*What the exercise asks*
Supply the number of lines below containing "format", nothing else.

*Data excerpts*
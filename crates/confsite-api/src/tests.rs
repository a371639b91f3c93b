//! Router tests against an in-memory SQLite store.

use axum::{
  body::Body,
  http::{Request, StatusCode},
  response::Response,
};
use confsite_store_sqlite::SqliteStore;
use serde_json::{Value, json};
use tower::ServiceExt as _;

use crate::{AdminAuth, AppState, api_router, auth::ADMIN_KEY_HEADER};

const KEY: &str = "secret";

async fn make_state() -> AppState<SqliteStore> {
  let store = SqliteStore::open_in_memory().await.unwrap();
  AppState::new(store, AdminAuth::new(KEY))
}

async fn send(
  state: &AppState<SqliteStore>,
  method: &str,
  uri: &str,
  key: Option<&str>,
  body: Option<Value>,
) -> Response {
  let mut builder = Request::builder().method(method).uri(uri);
  if let Some(key) = key {
    builder = builder.header(ADMIN_KEY_HEADER, key);
  }
  let body = match body {
    Some(v) => {
      builder = builder.header("content-type", "application/json");
      Body::from(v.to_string())
    }
    None => Body::empty(),
  };
  api_router(state.clone())
    .oneshot(builder.body(body).unwrap())
    .await
    .unwrap()
}

async fn json_body(resp: Response) -> Value {
  let bytes = axum::body::to_bytes(resp.into_body(), usize::MAX)
    .await
    .unwrap();
  serde_json::from_slice(&bytes).unwrap()
}

fn speaker_body(name: &str) -> Value {
  json!({
    "name": name,
    "designation": "Professor",
    "affiliation": "IIT Kharagpur",
    "imageUrl": "https://img.example/a.jpg",
  })
}

// ── Settings ─────────────────────────────────────────────────────────────────

#[tokio::test]
async fn settings_empty_object_on_fresh_store() {
  let state = make_state().await;
  let resp = send(&state, "GET", "/settings", None, None).await;
  assert_eq!(resp.status(), StatusCode::OK);
  assert_eq!(json_body(resp).await, json!({}));
}

#[tokio::test]
async fn settings_upsert_then_get() {
  let state = make_state().await;
  let body = json!({ "eventTitle": "ICCS 2026", "eventMode": "Online" });
  let resp = send(&state, "PATCH", "/settings", Some(KEY), Some(body)).await;
  assert_eq!(resp.status(), StatusCode::OK);

  let resp = send(&state, "PUT", "/settings", Some(KEY), Some(json!({ "eventLocation": "Kolkata" }))).await;
  assert_eq!(resp.status(), StatusCode::OK);

  let got = json_body(send(&state, "GET", "/settings", None, None).await).await;
  assert_eq!(got["id"], 1);
  assert_eq!(got["eventTitle"], "ICCS 2026");
  assert_eq!(got["eventMode"], "Online");
  assert_eq!(got["eventLocation"], "Kolkata");
}

#[tokio::test]
async fn settings_unknown_mode_is_bad_request() {
  let state = make_state().await;
  let resp = send(&state, "PATCH", "/settings", Some(KEY), Some(json!({ "eventMode": "Hologram" }))).await;
  assert_eq!(resp.status(), StatusCode::BAD_REQUEST);
  assert!(json_body(resp).await["error"].is_string());
}

// ── Auth ─────────────────────────────────────────────────────────────────────

#[tokio::test]
async fn mutation_without_key_is_unauthorized_and_changes_nothing() {
  let state = make_state().await;
  let resp = send(&state, "POST", "/speakers", None, Some(speaker_body("ada"))).await;
  assert_eq!(resp.status(), StatusCode::UNAUTHORIZED);
  assert_eq!(json_body(resp).await, json!({ "error": "Unauthorized Access" }));

  let resp = send(&state, "POST", "/speakers", Some("wrong"), Some(speaker_body("ada"))).await;
  assert_eq!(resp.status(), StatusCode::UNAUTHORIZED);

  let list = json_body(send(&state, "GET", "/speakers", None, None).await).await;
  assert_eq!(list, json!([]));
}

#[tokio::test]
async fn every_mutating_route_requires_key() {
  let state = make_state().await;

  // One row per collection, so updates and deletes have a real target.
  let seeds = [
    ("/speakers", speaker_body("ada")),
    ("/dates", json!({ "date": "2026-08-01", "description": "submission" })),
    ("/committee", json!({ "name": "b", "affiliation": "NIT", "role": "TPC" })),
    ("/fees", json!({ "category": "Student", "indianFee": "₹5,000", "internationalFee": "$100" })),
    (
      "/contacts",
      json!({ "name": "R. Sen", "designation": "Convener", "email": "c@example.org", "phone": "1" }),
    ),
  ];
  for (path, body) in &seeds {
    let resp = send(&state, "POST", path, Some(KEY), Some(body.clone())).await;
    assert_eq!(resp.status(), StatusCode::OK, "seeding {path}");
  }

  let reads = [
    "/settings",
    "/speakers",
    "/dates",
    "/committee",
    "/fees",
    "/contacts",
    "/pages",
    "/pages/call-for-paper",
  ];
  let mut before = Vec::new();
  for path in reads {
    before.push(json_body(send(&state, "GET", path, None, None).await).await);
  }

  let mut mutations: Vec<(&str, String, Option<Value>)> = vec![
    ("PATCH", "/settings".into(), Some(json!({ "eventTitle": "x" }))),
    ("PUT", "/settings".into(), Some(json!({ "eventTitle": "x" }))),
    ("PATCH", "/pages/call-for-paper".into(), Some(json!({ "content": "x" }))),
    ("PUT", "/pages/call-for-paper".into(), Some(json!({ "content": "x" }))),
  ];
  for (path, body) in &seeds {
    mutations.push(("POST", path.to_string(), Some(body.clone())));
    for method in ["PATCH", "PUT"] {
      mutations.push((method, path.to_string(), Some(json!({ "id": 1 }))));
      mutations.push((method, format!("{path}/1"), Some(json!({}))));
    }
    mutations.push(("DELETE", format!("{path}?id=1"), None));
  }

  for (method, uri, body) in &mutations {
    for key in [None, Some("wrong")] {
      let resp = send(&state, method, uri, key, body.clone()).await;
      assert_eq!(resp.status(), StatusCode::UNAUTHORIZED, "{method} {uri} with {key:?}");
    }
  }

  for (path, expected) in reads.iter().zip(&before) {
    let after = json_body(send(&state, "GET", path, None, None).await).await;
    assert_eq!(&after, expected, "{path} changed");
  }
  assert_eq!(before[0], json!({}));
  assert_eq!(
    before[7],
    json!({ "slug": "call-for-paper", "title": "", "content": "" })
  );
}

#[tokio::test]
async fn key_checked_before_body() {
  let state = make_state().await;
  let req = Request::builder()
    .method("POST")
    .uri("/speakers")
    .header("content-type", "application/json")
    .body(Body::from("{not json"))
    .unwrap();
  let resp = api_router(state).oneshot(req).await.unwrap();
  assert_eq!(resp.status(), StatusCode::UNAUTHORIZED);
}

#[tokio::test]
async fn login_checks_password() {
  let state = make_state().await;
  let ok = send(&state, "POST", "/admin/login", None, Some(json!({ "password": KEY }))).await;
  assert_eq!(ok.status(), StatusCode::OK);
  assert_eq!(json_body(ok).await, json!({ "success": true }));

  let bad = send(&state, "POST", "/admin/login", None, Some(json!({ "password": "nope" }))).await;
  assert_eq!(bad.status(), StatusCode::UNAUTHORIZED);
  assert_eq!(json_body(bad).await, json!({ "error": "Invalid Credentials" }));
}

// ── Speakers ─────────────────────────────────────────────────────────────────

#[tokio::test]
async fn speaker_lifecycle() {
  let state = make_state().await;

  let resp = send(&state, "POST", "/speakers", Some(KEY), Some(speaker_body("ada"))).await;
  assert_eq!(resp.status(), StatusCode::OK);
  let created = json_body(resp).await;
  let id = created["id"].as_i64().unwrap();
  assert_eq!(created["title"], "Keynote Speaker");

  let list = json_body(send(&state, "GET", "/speakers", None, None).await).await;
  assert_eq!(list.as_array().unwrap().len(), 1);
  assert_eq!(list[0]["id"], id);

  let resp = send(&state, "DELETE", &format!("/speakers?id={id}"), Some(KEY), None).await;
  assert_eq!(resp.status(), StatusCode::OK);
  assert_eq!(json_body(resp).await, json!({ "success": true }));

  let list = json_body(send(&state, "GET", "/speakers", None, None).await).await;
  assert_eq!(list, json!([]));
}

#[tokio::test]
async fn speaker_update_by_body_and_path() {
  let state = make_state().await;
  let created = json_body(send(&state, "POST", "/speakers", Some(KEY), Some(speaker_body("ada"))).await).await;
  let id = created["id"].as_i64().unwrap();

  let resp = send(&state, "PATCH", "/speakers", Some(KEY), Some(json!({ "id": id, "designation": "Dean" }))).await;
  assert_eq!(resp.status(), StatusCode::OK);
  assert_eq!(json_body(resp).await["designation"], "Dean");

  let resp = send(&state, "PUT", &format!("/speakers/{id}"), Some(KEY), Some(json!({ "name": "Ada L." }))).await;
  assert_eq!(resp.status(), StatusCode::OK);
  let updated = json_body(resp).await;
  assert_eq!(updated["name"], "Ada L.");
  assert_eq!(updated["designation"], "Dean");
}

#[tokio::test]
async fn speaker_update_unknown_id_is_not_found() {
  let state = make_state().await;
  let resp = send(&state, "PATCH", "/speakers", Some(KEY), Some(json!({ "id": 99, "name": "x" }))).await;
  assert_eq!(resp.status(), StatusCode::NOT_FOUND);
}

#[tokio::test]
async fn speaker_update_without_id_is_bad_request() {
  let state = make_state().await;
  let resp = send(&state, "PATCH", "/speakers", Some(KEY), Some(json!({ "name": "x" }))).await;
  assert_eq!(resp.status(), StatusCode::BAD_REQUEST);
}

#[tokio::test]
async fn create_with_missing_or_blank_field_is_bad_request() {
  let state = make_state().await;
  let resp = send(&state, "POST", "/speakers", Some(KEY), Some(json!({ "name": "ada" }))).await;
  assert_eq!(resp.status(), StatusCode::BAD_REQUEST);

  let mut body = speaker_body("ada");
  body["name"] = json!("   ");
  let resp = send(&state, "POST", "/speakers", Some(KEY), Some(body)).await;
  assert_eq!(resp.status(), StatusCode::BAD_REQUEST);

  let mut body = speaker_body("ada");
  body["favouriteColour"] = json!("teal");
  let resp = send(&state, "POST", "/speakers", Some(KEY), Some(body)).await;
  assert_eq!(resp.status(), StatusCode::BAD_REQUEST);
}

#[tokio::test]
async fn delete_requires_numeric_id() {
  let state = make_state().await;
  let resp = send(&state, "DELETE", "/speakers", Some(KEY), None).await;
  assert_eq!(resp.status(), StatusCode::BAD_REQUEST);
  let resp = send(&state, "DELETE", "/speakers?id=abc", Some(KEY), None).await;
  assert_eq!(resp.status(), StatusCode::BAD_REQUEST);
}

#[tokio::test]
async fn delete_unknown_id_succeeds() {
  let state = make_state().await;
  let resp = send(&state, "DELETE", "/fees?id=12345", Some(KEY), None).await;
  assert_eq!(resp.status(), StatusCode::OK);
  assert_eq!(json_body(resp).await, json!({ "success": true }));
}

// ── Dates ────────────────────────────────────────────────────────────────────

#[tokio::test]
async fn dates_listed_chronologically() {
  let state = make_state().await;
  for (date, description) in [
    ("12th December, 2026", "conference"),
    ("2026-08-01", "submission"),
  ] {
    let body = json!({ "date": date, "description": description });
    let resp = send(&state, "POST", "/dates", Some(KEY), Some(body)).await;
    assert_eq!(resp.status(), StatusCode::OK);
  }
  let list = json_body(send(&state, "GET", "/dates", None, None).await).await;
  assert_eq!(list[0]["description"], "submission");
  assert_eq!(list[1]["description"], "conference");
  assert_eq!(list[1]["isHighlight"], false);
}

// ── Committee ────────────────────────────────────────────────────────────────

#[tokio::test]
async fn committee_role_filter() {
  let state = make_state().await;
  for (name, role) in [("a", "Advisory"), ("b", "TPC"), ("c", "Advisory")] {
    let body = json!({ "name": name, "affiliation": "NIT", "role": role });
    let resp = send(&state, "POST", "/committee", Some(KEY), Some(body)).await;
    assert_eq!(resp.status(), StatusCode::OK);
  }

  let all = json_body(send(&state, "GET", "/committee", None, None).await).await;
  assert_eq!(all.as_array().unwrap().len(), 3);

  let tpc = json_body(send(&state, "GET", "/committee?role=TPC", None, None).await).await;
  assert_eq!(tpc.as_array().unwrap().len(), 1);
  assert_eq!(tpc[0]["name"], "b");

  let resp = send(&state, "GET", "/committee?role=Bogus", None, None).await;
  assert_eq!(resp.status(), StatusCode::BAD_REQUEST);
}

// ── Fees & contacts ──────────────────────────────────────────────────────────

#[tokio::test]
async fn fees_ordered_and_updatable() {
  let state = make_state().await;
  let body = |category: &str, order: i64| {
    json!({ "category": category, "indianFee": "₹8,000", "internationalFee": "$150", "order": order })
  };
  send(&state, "POST", "/fees", Some(KEY), Some(body("Industry", 2))).await;
  let student = json_body(send(&state, "POST", "/fees", Some(KEY), Some(body("Student", 1))).await).await;

  let id = student["id"].as_i64().unwrap();
  let resp = send(&state, "PATCH", &format!("/fees/{id}"), Some(KEY), Some(json!({ "indianFee": "₹5,000" }))).await;
  assert_eq!(resp.status(), StatusCode::OK);

  let list = json_body(send(&state, "GET", "/fees", None, None).await).await;
  assert_eq!(list[0]["category"], "Student");
  assert_eq!(list[0]["indianFee"], "₹5,000");
  assert_eq!(list[1]["category"], "Industry");
}

#[tokio::test]
async fn contact_create_and_list() {
  let state = make_state().await;
  let body = json!({
    "name": "R. Sen",
    "designation": "Convener",
    "email": "convener@example.org",
    "phone": "+91 90000 00000",
  });
  let resp = send(&state, "POST", "/contacts", Some(KEY), Some(body)).await;
  assert_eq!(resp.status(), StatusCode::OK);
  let list = json_body(send(&state, "GET", "/contacts", None, None).await).await;
  assert_eq!(list[0]["email"], "convener@example.org");
  assert_eq!(list[0]["department"], Value::Null);
}

// ── Pages ────────────────────────────────────────────────────────────────────

#[tokio::test]
async fn missing_page_is_soft_empty() {
  let state = make_state().await;
  let resp = send(&state, "GET", "/pages/author-guidelines", None, None).await;
  assert_eq!(resp.status(), StatusCode::OK);
  assert_eq!(
    json_body(resp).await,
    json!({ "slug": "author-guidelines", "title": "", "content": "" })
  );
}

#[tokio::test]
async fn page_upsert_then_get() {
  let state = make_state().await;
  let resp = send(
    &state,
    "PATCH",
    "/pages/call-for-paper",
    Some(KEY),
    Some(json!({ "content": "<p>Submit by August</p>" })),
  )
  .await;
  assert_eq!(resp.status(), StatusCode::OK);

  let page = json_body(send(&state, "GET", "/pages/call-for-paper", None, None).await).await;
  assert_eq!(page["title"], "Untitled");
  assert_eq!(page["content"], "<p>Submit by August</p>");

  let pages = json_body(send(&state, "GET", "/pages", None, None).await).await;
  assert_eq!(pages.as_array().unwrap().len(), 1);
}

#[tokio::test]
async fn malformed_slug_is_bad_request() {
  let state = make_state().await;
  let resp = send(&state, "GET", "/pages/bad%20slug", None, None).await;
  assert_eq!(resp.status(), StatusCode::BAD_REQUEST);
}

*Your response*
5